There were 738 households, of which 25.7% had children under the age of 18 living with them, 52.4% were married couples living together, 6.9% had a female householder with no husband present, 4.1% had a male householder with no wife present, and 36.6% were non-families. 32.0% of all households were made up of individuals, and 18.7% had someone living alone who was 65 years of age or older. The average household size was 2.20 and the average family size was 2.72.

The median age in the city was 45.1 years. 20.9% of residents were under the age of 18; 7.8% were between the ages of 18 and 24; 21.2% were from 25 to 44; 26% were from 45 to 64; and 24% were 65 years of age or older. The gender makeup of the city was 48.5% male and 51.5% female.

===2000 census===
As of the census of 2000, there were 1,751 people, 730 households, and 492 families living in the city. The population density was 962.5 PD/sqmi. There were 769 housing units at an average density of 422.7 /sqmi. The racial makeup of the city was 99.60% White, 0.11% African American, 0.17% Asian, 0.06% from other races, and 0.06% from two or more races. Hispanic or Latino of any race were 0.40% of the population.

There were 730 households, out of which 28.2% had children under the age of 18 living with them, 58.8% were married couples living together, 6.7% had a female householder with no husband present, and 32.6% were non-families. 29.9% of all households were made up of individuals, and 17.8% had someone living alone who was 65 years of age or older. The average household size was 2.33 and the average family size was 2.87.

23.5% were under the age of 18, 6.3% from 18 to 24, 25.3% from 25 to 44, 21.5% from 45 to 64, and 23.4% were 65 years of age or older. The median age was 42 years. For every 100 females, there were 90.5 males. For every 100 females age 18 and over, there were 84.6 males.
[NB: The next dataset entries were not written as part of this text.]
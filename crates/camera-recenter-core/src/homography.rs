use nalgebra::{Matrix3, Vector3};
use serde::{Deserialize, Serialize};

/// Projective map between two pixel coordinate systems, `p_dst ~ H * p_src`.
#[derive(Clone, Copy, Debug, PartialEq, Serialize, Deserialize)]
pub struct Homography {
    pub h: Matrix3<f64>,
}

impl Homography {
    pub fn new(h: Matrix3<f64>) -> Self {
        Self { h }
    }

    pub fn identity() -> Self {
        Self::new(Matrix3::identity())
    }

    pub fn from_array(rows: [[f64; 3]; 3]) -> Self {
        Self::new(Matrix3::from_row_slice(&[
            rows[0][0], rows[0][1], rows[0][2], rows[1][0], rows[1][1], rows[1][2], rows[2][0],
            rows[2][1], rows[2][2],
        ]))
    }

    pub fn to_array(&self) -> [[f64; 3]; 3] {
        [
            [self.h[(0, 0)], self.h[(0, 1)], self.h[(0, 2)]],
            [self.h[(1, 0)], self.h[(1, 1)], self.h[(1, 2)]],
            [self.h[(2, 0)], self.h[(2, 1)], self.h[(2, 2)]],
        ]
    }

    /// Map `(x, y)` with perspective division. `None` when the homogeneous
    /// scale is not strictly positive (the point maps through or behind the
    /// projection center).
    #[inline]
    pub fn try_apply(&self, x: f64, y: f64) -> Option<(f64, f64)> {
        let v = self.h * Vector3::new(x, y, 1.0);
        let w = v[2];
        if w.is_nan() || w <= f64::EPSILON {
            return None;
        }
        let (u, v) = (v[0] / w, v[1] / w);
        (u.is_finite() && v.is_finite()).then_some((u, v))
    }

    pub fn inverse(&self) -> Option<Self> {
        self.h.try_inverse().map(Self::new)
    }
}

#[cfg(test)]
mod tests {
    use super::*;

    fn assert_close(a: (f64, f64), b: (f64, f64), tol: f64) {
        let dx = (a.0 - b.0).abs();
        let dy = (a.1 - b.1).abs();
        assert!(
            dx < tol && dy < tol,
            "expected ({:.6},{:.6}) ~ ({:.6},{:.6}) within {}",
            a.0,
            a.1,
            b.0,
            b.1,
            tol
        );
    }

    fn sample_h() -> Homography {
        Homography::new(Matrix3::new(
            1.2, 0.1, 5.0, //
            -0.05, 0.9, 3.0, //
            0.001, 0.0005, 1.0,
        ))
    }

    #[test]
    fn inverse_round_trips_points() {
        let h = sample_h();
        let inv = h.inverse().expect("invertible");

        for p in [(0.0, 0.0), (50.0, -20.0), (320.0, 200.0)] {
            let q = h.try_apply(p.0, p.1).unwrap();
            let back = inv.try_apply(q.0, q.1).unwrap();
            assert_close(back, p, 1e-9);
        }
    }

    #[test]
    fn singular_matrix_has_no_inverse() {
        let h = Homography::from_array([[1.0, 2.0, 0.0], [2.0, 4.0, 0.0], [0.0, 0.0, 1.0]]);
        assert!(h.inverse().is_none());
    }

    #[test]
    fn try_apply_rejects_points_behind_center() {
        // w = 1 - x: points with x >= 1 fall on or behind the center.
        let h = Homography::from_array([[1.0, 0.0, 0.0], [0.0, 1.0, 0.0], [-1.0, 0.0, 1.0]]);
        assert!(h.try_apply(0.5, 0.0).is_some());
        assert!(h.try_apply(1.0, 0.0).is_none());
        assert!(h.try_apply(2.0, 5.0).is_none());
    }

    #[test]
    fn array_round_trip() {
        let rows = sample_h().to_array();
        assert_eq!(Homography::from_array(rows), sample_h());
    }
}
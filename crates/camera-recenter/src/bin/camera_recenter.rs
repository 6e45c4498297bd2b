//! camera-recenter CLI: re-center an image on a chosen pixel.

use camera_recenter::config::{RecenterConfig, RecenterReport, DEFAULT_FOCAL_PX};
use camera_recenter::io::{load_image, save_image, ColorMode};
use camera_recenter::logging;
use camera_recenter::{
    recenter_image_with, recentering_homography, BorderMode, Image, PinholeIntrinsics,
    RecenterParams,
};
use clap::{Args, Parser, Subcommand, ValueEnum};
use std::path::{Path, PathBuf};
use std::process::ExitCode;

type CliError = Box<dyn std::error::Error>;
type CliResult<T> = Result<T, CliError>;

#[derive(Parser)]
#[command(name = "camera-recenter")]
#[command(about = "Rotate a pinhole camera virtually so a chosen pixel becomes the image center")]
#[command(version)]
struct Cli {
    /// More log output (-v debug, -vv trace).
    #[arg(short, long, action = clap::ArgAction::Count, global = true)]
    verbose: u8,

    /// Only log errors.
    #[arg(short, long, global = true)]
    quiet: bool,

    /// Emit log events as JSON lines.
    #[cfg(feature = "tracing")]
    #[arg(long, global = true)]
    log_json: bool,

    #[command(subcommand)]
    command: Commands,
}

#[derive(Subcommand)]
enum Commands {
    /// Run from a JSON config file.
    Run {
        /// Path to the JSON config.
        #[arg(long)]
        config: PathBuf,
    },

    /// Re-center an image given on the command line.
    Apply(ApplyArgs),

    /// Print rotation, new intrinsics and homography as JSON without reading pixels.
    Homography(HomographyArgs),
}

#[derive(Debug, Clone, Args)]
struct CameraArgs {
    /// Target pixel x in the source image.
    #[arg(long, allow_hyphen_values = true)]
    target_x: f64,

    /// Target pixel y in the source image.
    #[arg(long, allow_hyphen_values = true)]
    target_y: f64,

    /// Focal length along x in pixels.
    #[arg(long, default_value_t = DEFAULT_FOCAL_PX)]
    fx: f64,

    /// Focal length along y in pixels (defaults to fx).
    #[arg(long)]
    fy: Option<f64>,

    /// Principal point x (defaults to the source center).
    #[arg(long)]
    cx: Option<f64>,

    /// Principal point y (defaults to the source center).
    #[arg(long)]
    cy: Option<f64>,

    /// Output width (defaults to the source width).
    #[arg(long)]
    out_width: Option<usize>,

    /// Output height (defaults to the source height).
    #[arg(long)]
    out_height: Option<usize>,
}

impl CameraArgs {
    fn intrinsics(&self, width: usize, height: usize) -> PinholeIntrinsics {
        let centered = PinholeIntrinsics::centered(self.fx, width, height);
        PinholeIntrinsics::new(
            self.fx,
            self.fy.unwrap_or(self.fx),
            self.cx.unwrap_or(centered.cx),
            self.cy.unwrap_or(centered.cy),
        )
    }

    fn output_size(&self, width: usize, height: usize) -> [usize; 2] {
        [
            self.out_width.unwrap_or(width),
            self.out_height.unwrap_or(height),
        ]
    }
}

#[derive(Debug, Clone, Copy, PartialEq, Eq, ValueEnum)]
enum ColorArg {
    Gray,
    Rgb,
    Rgba,
}

impl From<ColorArg> for ColorMode {
    fn from(value: ColorArg) -> Self {
        match value {
            ColorArg::Gray => ColorMode::Gray,
            ColorArg::Rgb => ColorMode::Rgb,
            ColorArg::Rgba => ColorMode::Rgba,
        }
    }
}

#[derive(Debug, Clone, Args)]
struct ApplyArgs {
    /// Path to the input image.
    #[arg(long)]
    image: PathBuf,

    /// Path to write the re-centered image.
    #[arg(long)]
    out: PathBuf,

    /// Path to write a JSON report.
    #[arg(long)]
    report: Option<PathBuf>,

    #[command(flatten)]
    camera: CameraArgs,

    /// Fill value for pixels that see outside the source.
    #[arg(long, default_value_t = 0, conflicts_with = "replicate")]
    border_value: u8,

    /// Clamp to the nearest edge pixel instead of filling.
    #[arg(long)]
    replicate: bool,

    /// Channel layout used for decoding.
    #[arg(long, value_enum, default_value_t = ColorArg::Rgb)]
    color: ColorArg,
}

#[derive(Debug, Clone, Args)]
struct HomographyArgs {
    /// Source image width.
    #[arg(long)]
    width: usize,

    /// Source image height.
    #[arg(long)]
    height: usize,

    #[command(flatten)]
    camera: CameraArgs,
}

fn main() -> ExitCode {
    let cli = Cli::parse();
    match run(cli) {
        Ok(()) => ExitCode::SUCCESS,
        Err(err) => {
            eprintln!("error: {err}");
            ExitCode::FAILURE
        }
    }
}

fn run(cli: Cli) -> CliResult<()> {
    init_logging(&cli);

    match cli.command {
        Commands::Run { config } => run_config(&config),
        Commands::Apply(args) => run_apply(args),
        Commands::Homography(args) => run_homography(args),
    }
}

#[cfg(not(feature = "tracing"))]
fn init_logging(cli: &Cli) {
    logging::init(logging::verbosity(cli.verbose, cli.quiet));
}

#[cfg(feature = "tracing")]
fn init_logging(cli: &Cli) {
    logging::init_tracing(logging::verbosity(cli.verbose, cli.quiet), cli.log_json);
}

fn run_config(path: &Path) -> CliResult<()> {
    let cfg = RecenterConfig::load_json(path)?;
    execute(&cfg, ColorMode::Rgb)
}

fn run_apply(args: ApplyArgs) -> CliResult<()> {
    let border = if args.replicate {
        BorderMode::Replicate
    } else {
        BorderMode::Constant(args.border_value)
    };
    let mut cfg = RecenterConfig::new(
        args.image.to_string_lossy(),
        args.camera.target_x,
        args.camera.target_y,
    );
    cfg.border = border;
    cfg.output_path = Some(args.out.to_string_lossy().into_owned());
    cfg.report_path = args.report.map(|p| p.to_string_lossy().into_owned());

    // Principal point defaults depend on the source size, resolved after decoding.
    let src = load_image(&cfg.image_path, args.color.into())?;
    cfg.intrinsics = Some(args.camera.intrinsics(src.width, src.height));
    cfg.output_size = Some(args.camera.output_size(src.width, src.height));
    execute_loaded(&cfg, src)
}

fn execute(cfg: &RecenterConfig, mode: ColorMode) -> CliResult<()> {
    let src = load_image(&cfg.image_path, mode)?;
    execute_loaded(cfg, src)
}

fn execute_loaded(cfg: &RecenterConfig, src: Image) -> CliResult<()> {
    let params = cfg.build_params(src.width, src.height);
    let res = recenter_image_with(&src.view(), &params)?;

    let out_path = cfg.output_path();
    save_image(&out_path, &res.image)?;
    log::info!(
        "re-centered {} on ({:.1}, {:.1}) -> {} ({}x{})",
        cfg.image_path,
        params.target[0],
        params.target[1],
        out_path.display(),
        res.image.width,
        res.image.height
    );

    if let Some(report_path) = &cfg.report_path {
        RecenterReport::new([src.width, src.height], &params, &res.geometry)
            .with_paths(
                Some(cfg.image_path.clone()),
                Some(out_path.to_string_lossy().into_owned()),
            )
            .write_json(report_path)?;
        log::info!("report written to {report_path}");
    }
    Ok(())
}

fn run_homography(args: HomographyArgs) -> CliResult<()> {
    let k = args.camera.intrinsics(args.width, args.height);
    let [out_w, out_h] = args.camera.output_size(args.width, args.height);
    let geometry = recentering_homography(
        args.camera.target_x,
        args.camera.target_y,
        &k.matrix(),
        out_w,
        out_h,
    )?;
    let params = RecenterParams::new(args.camera.target_x, args.camera.target_y, k.matrix())
        .with_output_size(out_w, out_h);
    let report = RecenterReport::new([args.width, args.height], &params, &geometry);
    println!("{}", serde_json::to_string_pretty(&report)?);
    Ok(())
}
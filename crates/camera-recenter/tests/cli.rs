#![cfg(feature = "cli")]

use assert_cmd::Command;
use camera_recenter::config::{RecenterConfig, RecenterReport};
use camera_recenter::io::{load_image, save_image, ColorMode};
use camera_recenter::{BorderMode, Image};
use predicates::prelude::*;
use std::path::Path;

fn write_fixture(dir: &Path, width: usize, height: usize) -> std::path::PathBuf {
    let img = Image::from_fn(width, height, |x, y| {
        [(x * 255 / width) as u8, (y * 255 / height) as u8, 128]
    })
    .expect("fixture");
    let path = dir.join("input.png");
    save_image(&path, &img).expect("write fixture");
    path
}

fn cli() -> Command {
    Command::cargo_bin("camera-recenter").expect("binary built")
}

#[test]
fn apply_writes_image_and_report() {
    let dir = tempfile::tempdir().unwrap();
    let input = write_fixture(dir.path(), 80, 60);
    let out = dir.path().join("out.png");
    let report = dir.path().join("report.json");

    cli()
        .args(["apply", "--image"])
        .arg(&input)
        .arg("--out")
        .arg(&out)
        .arg("--report")
        .arg(&report)
        .args(["--target-x", "60", "--target-y", "40", "--fx", "100"])
        .assert()
        .success();

    let src = load_image(&input, ColorMode::Rgb).unwrap();
    let img = load_image(&out, ColorMode::Rgb).unwrap();
    assert_eq!((img.width, img.height), (80, 60));
    for (a, b) in img.pixel(40, 30).iter().zip(src.pixel(60, 40)) {
        assert!((*a as i32 - *b as i32).abs() <= 1);
    }

    let report = RecenterReport::load_json(&report).unwrap();
    assert_eq!(report.input_size, [80, 60]);
    assert_eq!(report.target, [60.0, 40.0]);
    assert_eq!(report.intrinsics.cx, 40.0);
    let [x, y] = report.center_source.unwrap();
    assert!((x - 60.0).abs() < 1e-6 && (y - 40.0).abs() < 1e-6);
}

#[test]
fn apply_honours_output_size() {
    let dir = tempfile::tempdir().unwrap();
    let input = write_fixture(dir.path(), 64, 48);
    let out = dir.path().join("small.png");

    cli()
        .args(["apply", "--image"])
        .arg(&input)
        .arg("--out")
        .arg(&out)
        .args(["--target-x", "10", "--target-y", "10", "--fx", "50"])
        .args(["--out-width", "32", "--out-height", "20", "--replicate"])
        .assert()
        .success();

    let img = load_image(&out, ColorMode::Rgb).unwrap();
    assert_eq!((img.width, img.height), (32, 20));
}

#[test]
fn run_from_config_file() {
    let dir = tempfile::tempdir().unwrap();
    let input = write_fixture(dir.path(), 40, 30);
    let out = dir.path().join("from_config.png");
    let cfg_path = dir.path().join("cfg.json");

    let mut cfg = RecenterConfig::new(input.to_string_lossy(), 20.0, 15.0);
    cfg.output_path = Some(out.to_string_lossy().into_owned());
    cfg.border = BorderMode::Constant(255);
    cfg.write_json(&cfg_path).unwrap();

    cli()
        .arg("run")
        .arg("--config")
        .arg(&cfg_path)
        .assert()
        .success();

    // The default camera is centered, so this is the identity warp.
    let src = load_image(&input, ColorMode::Rgb).unwrap();
    let img = load_image(&out, ColorMode::Rgb).unwrap();
    assert_eq!(img, src);
}

#[test]
fn homography_prints_json() {
    let output = cli()
        .args(["homography", "--width", "800", "--height", "600"])
        .args(["--target-x", "600", "--target-y", "400"])
        .output()
        .unwrap();
    assert!(output.status.success());

    let report: RecenterReport = serde_json::from_slice(&output.stdout).unwrap();
    assert_eq!(report.output_size, [800, 600]);
    assert_eq!(report.new_intrinsics.cx, 400.0);
    let h = report.homography;
    let w = h[2][0] * 600.0 + h[2][1] * 400.0 + h[2][2];
    let u = (h[0][0] * 600.0 + h[0][1] * 400.0 + h[0][2]) / w;
    let v = (h[1][0] * 600.0 + h[1][1] * 400.0 + h[1][2]) / w;
    assert!((u - 400.0).abs() < 1e-6 && (v - 300.0).abs() < 1e-6);
}

#[test]
fn zero_output_size_fails() {
    cli()
        .args(["homography", "--width", "800", "--height", "600"])
        .args(["--target-x", "1", "--target-y", "1", "--out-width", "0"])
        .assert()
        .failure()
        .stderr(predicate::str::contains("invalid output size"));
}

#[test]
fn undecodable_input_fails() {
    let dir = tempfile::tempdir().unwrap();
    let input = dir.path().join("broken.png");
    std::fs::write(&input, b"\x89PNG\r\n\x1a\ngarbage").unwrap();

    cli()
        .args(["apply", "--image"])
        .arg(&input)
        .arg("--out")
        .arg(dir.path().join("never.png"))
        .args(["--target-x", "1", "--target-y", "1"])
        .assert()
        .failure()
        .stderr(predicate::str::contains("image decode failure"));
}
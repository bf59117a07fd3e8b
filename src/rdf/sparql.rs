//! SPARQL SELECT templates emitted against the triple-store port
//!
//! The IRIs and projection names here are interop surface: external stores
//! answer exactly these shapes. Keep them bit-exact.

use crate::graph::{NodeKind, Uri};

/// Graph-build fetch: every triple whose subject or object is one of the
/// entry points. Projections `?subject ?predicate ?object`.
pub fn graph_fetch(entry_points: &[Uri]) -> String {
    let set = iri_list(entry_points);
    format!(
        "SELECT ?subject ?predicate ?object\n\
         WHERE {{\n\
         \x20 ?subject ?predicate ?object .\n\
         \x20 FILTER(?subject IN ({set}) || ?object IN ({set}))\n\
         }}"
    )
}

/// Exact label lookup over the configured match types. Projections
/// `?uri ?type ?label ?content`; label matching is case-insensitive
/// equality or substring containment.
pub fn label_lookup(terms: &[String], kinds: &[NodeKind]) -> String {
    let types = kind_list(kinds);
    let matches = terms
        .iter()
        .map(|term| {
            let lowered = escape_literal(&term.to_lowercase());
            format!(
                "LCASE(STR(?label)) = \"{lowered}\" || CONTAINS(LCASE(STR(?label)), \"{lowered}\")"
            )
        })
        .collect::<Vec<_>>()
        .join(" || ");
    format!(
        "SELECT ?uri ?type ?label ?content\n\
         WHERE {{\n\
         \x20 ?uri <http://www.w3.org/1999/02/22-rdf-syntax-ns#type> ?type .\n\
         \x20 ?uri <http://www.w3.org/2000/01/rdf-schema#label>|<http://www.w3.org/2004/02/skos/core#prefLabel> ?label .\n\
         \x20 OPTIONAL {{ ?uri <http://purl.org/stuff/ragno/hasContent> ?content }}\n\
         \x20 FILTER(?type IN ({types}))\n\
         \x20 FILTER({matches})\n\
         }}"
    )
}

/// Entity-name resolution: URIs whose label matches one name,
/// case-insensitive, at most `limit` rows. Projections `?uri ?label`.
pub fn name_resolution(name: &str, limit: usize) -> String {
    let lowered = escape_literal(&name.to_lowercase());
    format!(
        "SELECT ?uri ?label\n\
         WHERE {{\n\
         \x20 ?uri <http://www.w3.org/2000/01/rdf-schema#label>|<http://www.w3.org/2004/02/skos/core#prefLabel> ?label .\n\
         \x20 FILTER(LCASE(STR(?label)) = \"{lowered}\" || CONTAINS(LCASE(STR(?label)), \"{lowered}\"))\n\
         }}\n\
         LIMIT {limit}"
    )
}

/// Per-type statistics: distinct subject counts grouped by declared type.
pub fn type_statistics() -> String {
    "SELECT ?type (COUNT(DISTINCT ?uri) AS ?count)\n\
     WHERE {\n\
     \x20 ?uri <http://www.w3.org/1999/02/22-rdf-syntax-ns#type> ?type .\n\
     }\n\
     GROUP BY ?type"
        .to_string()
}

fn iri_list(uris: &[Uri]) -> String {
    uris.iter()
        .map(|u| format!("<{}>", u))
        .collect::<Vec<_>>()
        .join(", ")
}

fn kind_list(kinds: &[NodeKind]) -> String {
    kinds
        .iter()
        .filter_map(NodeKind::type_uri)
        .map(|u| format!("<{}>", u))
        .collect::<Vec<_>>()
        .join(", ")
}

fn escape_literal(text: &str) -> String {
    text.replace('\\', "\\\\").replace('"', "\\\"")
}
The median income for a household in the city was $36,667, and the median income for a family was $45,938. Males had a median income of $32,829 versus $21,618 for females. The per capita income for the city was $19,814. About 3.3% of families and 4.0% of the population were below the poverty line, including 2.3% of those under age 18 and 6.1% of those age 65 or over.
==Education==
The city is served by the Gladbrook–Reinbeck Community School District, which has the Rebel as its mascot. The Reinbeck Community School District served the city until it was consolidated on July 1, 1988.